I won’t repeat the cliché that language is debased by over- and misuse—there, I repeated it anyway—but it is a pity that one can no longer say that anything is ‘astonishing’ in the wake of Hillary’s I’m-not-dead-yet-but-other-people-could-end-up-that-way remark. In the last ten days I’ve seen the word pop up so often that it now runs a close second to the phrase ‘four-dollars-a-gallon.’
Every arts critic in print suddenly thinks they have to call whatever they like ‘astonishing’. The word’s latinate origins (attonare) link it to hearing thunder and metaphorically to being struck by lightning, which suggests something very intense that doesn’t happen very often, i.e., not every time you go to a museum, see a play or hear a piece of music.

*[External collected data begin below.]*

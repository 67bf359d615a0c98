use super::*;

impl RecordService {
    /// Returns a record the subject may read.
    ///
    /// Soft-deleted records stay resolvable by key.
    pub async fn get_record(
        &self,
        subject: &Subject,
        entity_type: EntityType,
        key: &RecordKey,
    ) -> AppResult<Record> {
        let schema = self.authorization_service.schema(entity_type)?;
        schema.validate_key(key)?;
        self.authorization_service
            .ensure_enabled(entity_type, Operation::Read)?;

        let record = self.require_record(entity_type, key).await?;
        self.authorization_service
            .require_on_record(subject, Operation::Read, &record)?;
        Ok(record)
    }

    /// Lists records of a type visible to the subject.
    ///
    /// Owner-only readers see their own records. Soft-deleted records and
    /// records whose listing parent is soft-deleted are left out; the page
    /// window applies to stored rows before that filter.
    pub async fn list_records(
        &self,
        subject: &Subject,
        entity_type: EntityType,
        query: RecordListQuery,
    ) -> AppResult<Vec<Record>> {
        let schema = self.authorization_service.schema(entity_type)?;
        let scope =
            self.authorization_service
                .listing_scope(subject, entity_type, Operation::Read)?;

        let records = match scope {
            ListingScope::Owned(identity) => {
                let Some(owner_field) = schema.owner().field_name() else {
                    return Ok(Vec::new());
                };
                let mut owned = self
                    .store
                    .find_by_field(entity_type, owner_field, &identity)
                    .await?;
                owned.sort_by(|left, right| left.key().cmp(right.key()));
                owned
                    .into_iter()
                    .skip(query.offset)
                    .take(query.limit)
                    .collect()
            }
            ListingScope::All => self.store.list(entity_type, query).await?,
            ListingScope::Denied(_) => return Ok(Vec::new()),
        };

        self.without_hidden(schema, records).await
    }

    /// Resolves which records of a type a live subscription may deliver.
    pub fn subscription_scope(
        &self,
        subject: &Subject,
        entity_type: EntityType,
    ) -> AppResult<ListingScope> {
        self.authorization_service
            .listing_scope(subject, entity_type, Operation::Subscribe)
    }

    /// Counts one download of a resource the subject may read.
    pub async fn record_download(&self, subject: &Subject, key: &RecordKey) -> AppResult<Record> {
        let resource = self.get_record(subject, EntityType::Resource, key).await?;

        let mut batch = WriteBatch::new();
        batch.push(RecordWrite::AdjustCounter {
            entity_type: EntityType::Resource,
            key: resource.key().clone(),
            field: "downloadCount",
            delta: 1,
            floor: Some(0),
            ceiling_field: None,
        });
        self.commit_one(batch).await
    }

    async fn without_hidden(
        &self,
        schema: &EntitySchema,
        records: Vec<Record>,
    ) -> AppResult<Vec<Record>> {
        let mut parents_deleted: HashMap<(EntityType, String), bool> = HashMap::new();
        let mut visible = Vec::with_capacity(records.len());

        'records: for record in records {
            if record.flag(SOFT_DELETE_FIELD) {
                continue;
            }

            for parent in schema.listing_parents() {
                let Some(parent_id) = record.text(parent.field) else {
                    continue;
                };
                let slot = (parent.target, parent_id.to_owned());
                let deleted = match parents_deleted.get(&slot) {
                    Some(deleted) => *deleted,
                    None => {
                        let deleted = self
                            .store
                            .find(parent.target, &RecordKey::single(parent_id))
                            .await?
                            .is_some_and(|parent| parent.flag(SOFT_DELETE_FIELD));
                        parents_deleted.insert(slot, deleted);
                        deleted
                    }
                };
                if deleted {
                    continue 'records;
                }
            }

            visible.push(record);
        }

        Ok(visible)
    }
}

When we’re constantly told that an artwork should make us feel like a million volts have passed through our bodies, one of two things happen: we either dismiss the hyperbole as more hustle from a culture suffering from commercial dementia—not an inappropriate reaction when a painting like Bacon’s triptych sells for $80 million at Sotheby’s. (That’s not a typo.)
Or we unconsciously conclude that artistic events or objects that merely amuse, entertain, inspire, please or instruct are second-rate. Why do they all have to astonish us as if merely being alive is a second-rate experience and we need instead to seek to be blasted with adrenalin?
No wonder people are attracted to crystal meth. They say the high is—well, you know.